My head was spinning and all I could smell was a sickening perfume of sweat and hairspray. My thoughts came and went, and so all I focused on was my one desire: to exist independently of the cube, the organic ‘antheap’ that this party had become, no matter how unremarkable or mediocre I appeared to others when standing apart from it. I could tell that people felt the same way, but would nonetheless allow themselves to be digested in grotesque, spasmodic lurches. What scared me the most was the way these people acted just prior to being swallowed up, the way they would dance with lifeless vigour, like the needle of a sewing machine dances. I gathered that these people had found consolation in perceiving their bodies, which danced mindlessly on the puce, fleshy tongue of the cube, from afar—that is, they realised they could, at any moment and with ease, flee, but instead just danced like blind animals on their hind legs.
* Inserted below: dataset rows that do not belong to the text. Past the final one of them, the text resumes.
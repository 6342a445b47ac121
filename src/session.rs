//! Per-connection protocol loop.
//!
//! A session repeatedly reads one frame, passes it to the handler and writes
//! the response back, suspending on socket readiness whenever the socket
//! would block. It never closes its own socket: the server's reaper owns
//! teardown once the session's task has completed.

use crate::handler::Handler;
use crate::protocol::{encode_frame, DecodeResult, Frame, ProtocolError, HEADER_LEN};
use crate::runtime::{Connection, Runtime, TaskError, Wakeup};
use bytes::Bytes;
use std::fmt;
use std::io;
use std::rc::Rc;
use tracing::{debug, trace};

/// Result of a framed read that did not fail.
#[derive(Debug)]
pub enum ReadOutcome {
    Frame(Frame),
    /// The peer closed its side before a complete frame arrived.
    PeerClosed,
    /// The wait for readiness was cancelled or the runtime shut down.
    Stopped(Wakeup),
}

#[derive(Debug, Clone, Copy, PartialEq, Eq)]
pub enum WriteOutcome {
    Flushed,
    Stopped(Wakeup),
}

/// Errors that end a session.
#[derive(Debug)]
pub enum SessionError {
    Io(io::Error),
    Protocol(ProtocolError),
    Task(TaskError),
}

impl fmt::Display for SessionError {
    fn fmt(&self, f: &mut fmt::Formatter<'_>) -> fmt::Result {
        match self {
            SessionError::Io(e) => write!(f, "I/O error: {}", e),
            SessionError::Protocol(e) => write!(f, "protocol error: {}", e),
            SessionError::Task(e) => write!(f, "task error: {}", e),
        }
    }
}

impl std::error::Error for SessionError {
    fn source(&self) -> Option<&(dyn std::error::Error + 'static)> {
        match self {
            SessionError::Io(e) => Some(e),
            SessionError::Protocol(e) => Some(e),
            SessionError::Task(e) => Some(e),
        }
    }
}

impl From<io::Error> for SessionError {
    fn from(e: io::Error) -> Self {
        SessionError::Io(e)
    }
}

impl From<ProtocolError> for SessionError {
    fn from(e: ProtocolError) -> Self {
        SessionError::Protocol(e)
    }
}

impl From<TaskError> for SessionError {
    fn from(e: TaskError) -> Self {
        SessionError::Task(e)
    }
}

/// How a session ended.
#[derive(Debug)]
pub enum SessionEnd {
    PeerClosed,
    Stopped(Wakeup),
    Failed(SessionError),
}

enum Filled {
    Done,
    PeerClosed,
    Stopped(Wakeup),
}

/// Read until `target` bytes are buffered, never reading past it.
async fn fill_to(rt: &Runtime, conn: &Connection, target: usize) -> Result<Filled, SessionError> {
    loop {
        let buffered = conn.buffered();
        if buffered >= target {
            return Ok(Filled::Done);
        }
        let res = conn.fill(target - buffered);
        match res {
            Ok(0) => return Ok(Filled::PeerClosed),
            Ok(_) => {}
            Err(ref e) if e.kind() == io::ErrorKind::Interrupted => {}
            Err(ref e) if e.kind() == io::ErrorKind::WouldBlock => {
                trace!(fd = conn.fd(), "waiting for read readiness");
                match rt.readable(conn.fd()).await {
                    Wakeup::Ready => {}
                    stop => return Ok(Filled::Stopped(stop)),
                }
            }
            Err(e) => return Err(e.into()),
        }
    }
}

/// Read one complete frame: the header first, then exactly the payload
/// length it declares. An oversized declaration fails before any payload
/// byte is read.
pub async fn read_frame(
    rt: Runtime,
    conn: Rc<Connection>,
    max_frame_size: usize,
) -> Result<ReadOutcome, SessionError> {
    match fill_to(&rt, &conn, HEADER_LEN).await? {
        Filled::Done => {}
        Filled::PeerClosed => return Ok(ReadOutcome::PeerClosed),
        Filled::Stopped(wakeup) => return Ok(ReadOutcome::Stopped(wakeup)),
    }

    let header = conn
        .parse_header()
        .ok_or_else(|| io::Error::from(io::ErrorKind::UnexpectedEof))?;
    let payload_len = header.payload_len(max_frame_size)?;

    match fill_to(&rt, &conn, HEADER_LEN + payload_len).await? {
        Filled::Done => {}
        Filled::PeerClosed => return Ok(ReadOutcome::PeerClosed),
        Filled::Stopped(wakeup) => return Ok(ReadOutcome::Stopped(wakeup)),
    }

    match conn.take_frame(max_frame_size) {
        DecodeResult::Complete(frame, _) => Ok(ReadOutcome::Frame(frame)),
        DecodeResult::Incomplete => Err(io::Error::from(io::ErrorKind::UnexpectedEof).into()),
        DecodeResult::Error(e) => Err(e.into()),
    }
}

/// Write all of `data`, suspending while the socket would block.
pub async fn write_frame(
    rt: Runtime,
    conn: Rc<Connection>,
    data: Bytes,
) -> Result<WriteOutcome, SessionError> {
    let mut written = 0;
    while written < data.len() {
        let res = conn.send(&data[written..]);
        match res {
            Ok(0) => return Err(io::Error::from(io::ErrorKind::WriteZero).into()),
            Ok(n) => written += n,
            Err(ref e) if e.kind() == io::ErrorKind::Interrupted => {}
            Err(ref e) if e.kind() == io::ErrorKind::WouldBlock => {
                trace!(fd = conn.fd(), written, "waiting for write readiness");
                match rt.writable(conn.fd()).await {
                    Wakeup::Ready => {}
                    stop => return Ok(WriteOutcome::Stopped(stop)),
                }
            }
            Err(e) => return Err(e.into()),
        }
    }
    Ok(WriteOutcome::Flushed)
}

/// Serve one connection until the peer closes, the runtime stops it, or an
/// error occurs.
pub async fn run_session(
    rt: Runtime,
    conn: Rc<Connection>,
    handler: Rc<dyn Handler>,
    max_frame_size: usize,
) -> SessionEnd {
    match serve(&rt, &conn, handler.as_ref(), max_frame_size).await {
        Ok(end) => end,
        Err(e) => SessionEnd::Failed(e),
    }
}

async fn serve(
    rt: &Runtime,
    conn: &Rc<Connection>,
    handler: &dyn Handler,
    max_frame_size: usize,
) -> Result<SessionEnd, SessionError> {
    loop {
        let read = rt.spawn(read_frame(rt.clone(), Rc::clone(conn), max_frame_size));
        let frame = match read.await?? {
            ReadOutcome::Frame(frame) => frame,
            ReadOutcome::PeerClosed => return Ok(SessionEnd::PeerClosed),
            ReadOutcome::Stopped(wakeup) => return Ok(SessionEnd::Stopped(wakeup)),
        };

        let header = frame.header;
        debug!(
            fd = conn.fd(),
            msg_id = header.msg_id,
            msg_type = ?header.msg_type,
            len = header.data_len,
            "frame received"
        );

        let response = handler.handle(header.msg_type, &frame.payload);
        let encoded = encode_frame(header.msg_id, header.msg_type, &response)?;

        let write = rt.spawn(write_frame(rt.clone(), Rc::clone(conn), encoded));
        match write.await?? {
            WriteOutcome::Flushed => {
                debug!(fd = conn.fd(), msg_id = header.msg_id, len = response.len(), "response sent");
            }
            WriteOutcome::Stopped(wakeup) => return Ok(SessionEnd::Stopped(wakeup)),
        }
    }
}
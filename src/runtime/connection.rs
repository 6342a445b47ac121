//! Accepted client connection.
//!
//! Holds the non-blocking socket and its receive buffer. The server's session
//! table owns each connection; the session computation only borrows it through
//! an `Rc`, so the socket is closed exactly once, when the table drops it.

use crate::protocol::{DecodeResult, FrameHeader};
use crate::runtime::buffer::RecvBuffer;
use mio::net::TcpStream;
use std::cell::RefCell;
use std::io::{self, Write};
use std::net::SocketAddr;
use std::os::unix::io::{AsRawFd, RawFd};

pub struct Connection {
    stream: TcpStream,
    peer: SocketAddr,
    recv: RefCell<RecvBuffer>,
}

impl Connection {
    pub fn new(stream: TcpStream, peer: SocketAddr, recv_capacity: usize) -> Self {
        Self {
            stream,
            peer,
            recv: RefCell::new(RecvBuffer::with_capacity(recv_capacity)),
        }
    }

    pub fn fd(&self) -> RawFd {
        self.stream.as_raw_fd()
    }

    pub fn peer(&self) -> SocketAddr {
        self.peer
    }

    /// Bytes buffered for the frame currently being received.
    pub fn buffered(&self) -> usize {
        self.recv.borrow().len()
    }

    /// One non-blocking read of at most `up_to` bytes into the receive buffer.
    pub fn fill(&self, up_to: usize) -> io::Result<usize> {
        self.recv.borrow_mut().fill_from(&mut &self.stream, up_to)
    }

    /// One non-blocking write.
    pub fn send(&self, data: &[u8]) -> io::Result<usize> {
        (&self.stream).write(data)
    }

    pub fn parse_header(&self) -> Option<FrameHeader> {
        self.recv.borrow_mut().parse_header()
    }

    pub fn take_frame(&self, max_frame_size: usize) -> DecodeResult {
        self.recv.borrow_mut().take_frame(max_frame_size)
    }
}

impl std::fmt::Debug for Connection {
    fn fmt(&self, f: &mut std::fmt::Formatter<'_>) -> std::fmt::Result {
        f.debug_struct("Connection")
            .field("fd", &self.fd())
            .field("peer", &self.peer)
            .field("buffered", &self.buffered())
            .finish()
    }
}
Suddenly I could hear these people in their thousands screaming out at themselves. It was as though each person and their corporeal form were two escaped convicts hobbling to freedom, bound at the leg—the repetitive dance music a prison siren. One of the prisoners, the more resolute one, had Paradise in view, but could only move at a snail’s pace because of the latter, who seemed oddly content with the prospect being captured and living out the rest of his days in bondage.